Approximately 52% of Americans want to keep or improve the Affordable Care Act.
Results from a new survey indicate that many Americans support altering the Affordable Care Act (ACA), while relatively few support an immediate repeal.
The survey, which was conducted by The Associated Press-NORC Center for Public Affairs Research, included data from online and telephone interviews with 1036 adults. The results showed that 53% of Americans disagree with the Trump Administration’s objections to the ACA, and believe that the law should remain.
However, only 12% of Americans wanted to keep the current health law, and 40% want it to be improved. Another 16% supported an immediate repeal, while 31% want the repeal to be held off until a replacement plan is crafted.
Although many respondents support changing the ACA, few reported being negatively affected by the law. According to the survey, 46% of respondents reported not being affected by the law. In contrast, 27% said they saw improvements under the law, and 26% said the ACA has had detrimental effects.
Among those who want to repeal the ACA, 70% want to eliminate costs for preventive services, and 65% wish to preserve the provision that allows young adults to stay on their parents’ health insurance until age 26. Another 60% support the pre-existing condition provision.
Of all provisions, the survey indicated that the fine for being uninsured garnered the least support. Only 49% of individuals who support the ACA wanted to keep the mandate, while 12% of those who want the law repealed support this provision.
Implementing a government-financed single payer program received mixed responses. While 38% support the program, 39% oppose it. If this program would increase government spending, the approval rate dropped to 24%.
Despite differences in opinions, 40% of all respondents indicated that the health law has benefited Americans, while 25% have not seen a difference; however, 33% reported being hurt by the ACA.
A majority (53%) of individuals indicated that the ACA has assisted low-income individuals, and 44% reported that it has achieved great strides for women. Although most indicated improvements, 41% reported the ACA hurts small businesses.

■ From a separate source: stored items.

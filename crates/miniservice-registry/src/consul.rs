use std::time::Duration;

use async_trait::async_trait;
use reqwest::{Client, RequestBuilder, Response, Url};
use serde::{Deserialize, Serialize};

use miniservice_core::{CatalogEntry, Error, Registry, RegistryRecord};

pub const DEFAULT_ADDRESS: &str = "127.0.0.1:8500";
pub const DEFAULT_TIMEOUT: Duration = Duration::from_secs(10);

/// Where the local Consul agent is and how to authenticate to it.
#[derive(Debug, Clone, PartialEq, Eq)]
pub struct ConsulConfig {
    /// `host:port` or a full `http(s)://` URL
    pub address: String,
    pub token: Option<String>,
    pub tls: bool,
    /// Upper bound for each request, connect through response body.
    pub timeout: Duration,
}

impl Default for ConsulConfig {
    fn default() -> Self {
        Self {
            address: DEFAULT_ADDRESS.to_string(),
            token: None,
            tls: false,
            timeout: DEFAULT_TIMEOUT,
        }
    }
}

impl ConsulConfig {
    /// Reads `CONSUL_HTTP_ADDR`, `CONSUL_HTTP_TOKEN` and `CONSUL_HTTP_SSL`.
    pub fn from_env() -> Self {
        let mut config = Self::default();
        if let Ok(address) = std::env::var("CONSUL_HTTP_ADDR") {
            config.address = address;
        }
        config.token = std::env::var("CONSUL_HTTP_TOKEN").ok().filter(|t| !t.is_empty());
        config.tls = std::env::var("CONSUL_HTTP_SSL")
            .map(|v| matches!(v.as_str(), "1" | "true" | "TRUE" | "True"))
            .unwrap_or(false);
        config
    }

    fn base_url(&self) -> String {
        if self.address.starts_with("http://") || self.address.starts_with("https://") {
            self.address.clone()
        } else if self.tls {
            format!("https://{}", self.address)
        } else {
            format!("http://{}", self.address)
        }
    }
}

#[derive(Serialize)]
#[serde(rename_all = "PascalCase")]
struct AgentServiceRegistration<'a> {
    #[serde(rename = "ID")]
    id: &'a str,
    name: &'a str,
    tags: &'a [String],
    address: &'a str,
    port: u16,
    check: AgentServiceCheck<'a>,
}

#[derive(Serialize)]
#[serde(rename_all = "PascalCase")]
struct AgentServiceCheck<'a> {
    #[serde(rename = "HTTP")]
    http: &'a str,
    interval: &'a str,
    timeout: &'a str,
}

#[derive(Deserialize)]
#[serde(rename_all = "PascalCase")]
struct CatalogService {
    #[serde(rename = "ServiceID")]
    service_id: String,
    service_name: String,
    #[serde(default)]
    service_tags: Option<Vec<String>>,
    #[serde(default)]
    service_address: String,
    #[serde(default)]
    service_port: u16,
}

impl From<CatalogService> for CatalogEntry {
    fn from(s: CatalogService) -> Self {
        CatalogEntry {
            service_id: s.service_id,
            service_name: s.service_name,
            service_tags: s.service_tags.unwrap_or_default(),
            service_address: s.service_address,
            service_port: s.service_port,
        }
    }
}

/// [`Registry`] backed by a Consul agent's HTTP API.
#[derive(Debug, Clone)]
pub struct ConsulRegistry {
    client: Client,
    base: Url,
    token: Option<String>,
}

impl ConsulRegistry {
    pub fn new(config: ConsulConfig) -> Result<Self, Error> {
        let base = Url::parse(&config.base_url())
            .map_err(|e| Error::registry("connect", format!("invalid consul address {:?}: {e}", config.address)))?;
        let client = Client::builder()
            .timeout(config.timeout)
            .build()
            .map_err(|e| Error::registry("connect", e))?;
        Ok(Self {
            client,
            base,
            token: config.token,
        })
    }

    pub fn from_env() -> Result<Self, Error> {
        Self::new(ConsulConfig::from_env())
    }

    fn url(&self, operation: &'static str, segments: &[&str]) -> Result<Url, Error> {
        let mut url = self.base.clone();
        url.path_segments_mut()
            .map_err(|_| Error::registry(operation, format!("consul address {} cannot be a base", self.base)))?
            .pop_if_empty()
            .extend(segments);
        Ok(url)
    }

    fn authorized(&self, builder: RequestBuilder) -> RequestBuilder {
        match &self.token {
            Some(token) => builder.header("X-Consul-Token", token),
            None => builder,
        }
    }

    async fn send(&self, operation: &'static str, builder: RequestBuilder) -> Result<Response, Error> {
        let res = self
            .authorized(builder)
            .send()
            .await
            .map_err(|e| Error::registry(operation, e))?;
        if res.status().is_success() {
            return Ok(res);
        }
        let status = res.status();
        let body = res.text().await.unwrap_or_default();
        Err(Error::registry(operation, format!("consul returned {status}: {}", body.trim())))
    }
}

#[async_trait]
impl Registry for ConsulRegistry {
    async fn list_services(&self, name: &str) -> Result<Vec<CatalogEntry>, Error> {
        let url = self.url("list", &["v1", "catalog", "service", name])?;
        let services: Vec<CatalogService> = self
            .send("list", self.client.get(url))
            .await?
            .json()
            .await
            .map_err(|e| Error::registry("list", e))?;
        Ok(services.into_iter().map(CatalogEntry::from).collect())
    }

    async fn register(&self, record: &RegistryRecord) -> Result<(), Error> {
        let url = self.url("register", &["v1", "agent", "service", "register"])?;
        let body = AgentServiceRegistration {
            id: &record.identity.id,
            name: &record.identity.name,
            tags: &record.tags,
            address: &record.address,
            port: record.port,
            check: AgentServiceCheck {
                http: &record.check.http,
                interval: &record.check.interval,
                timeout: &record.check.timeout,
            },
        };
        self.send("register", self.client.put(url).json(&body)).await?;
        tracing::debug!(id = %record.identity.id, "consul registration accepted");
        Ok(())
    }

    async fn deregister(&self, id: &str) -> Result<(), Error> {
        let url = self.url("deregister", &["v1", "agent", "service", "deregister", id])?;
        self.send("deregister", self.client.put(url)).await?;
        Ok(())
    }
}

In regards to the impending ACA repeal, 56% of respondents indicated they were extremely or very concerned about the amount of individuals who will lose health insurance, and 49% said that the repeal would prove detrimental, according to the study. Only 26% indicated the ACA repeal would be advantageous.
"It is clear that very few Americans want to keep the law as it currently is," said Trevor Tompson, director of The Associated Press-NORC Center. "However, there are many elements of the law that appear to be popular, and there is support for retaining those provisions in any replacement legislation that might be passed."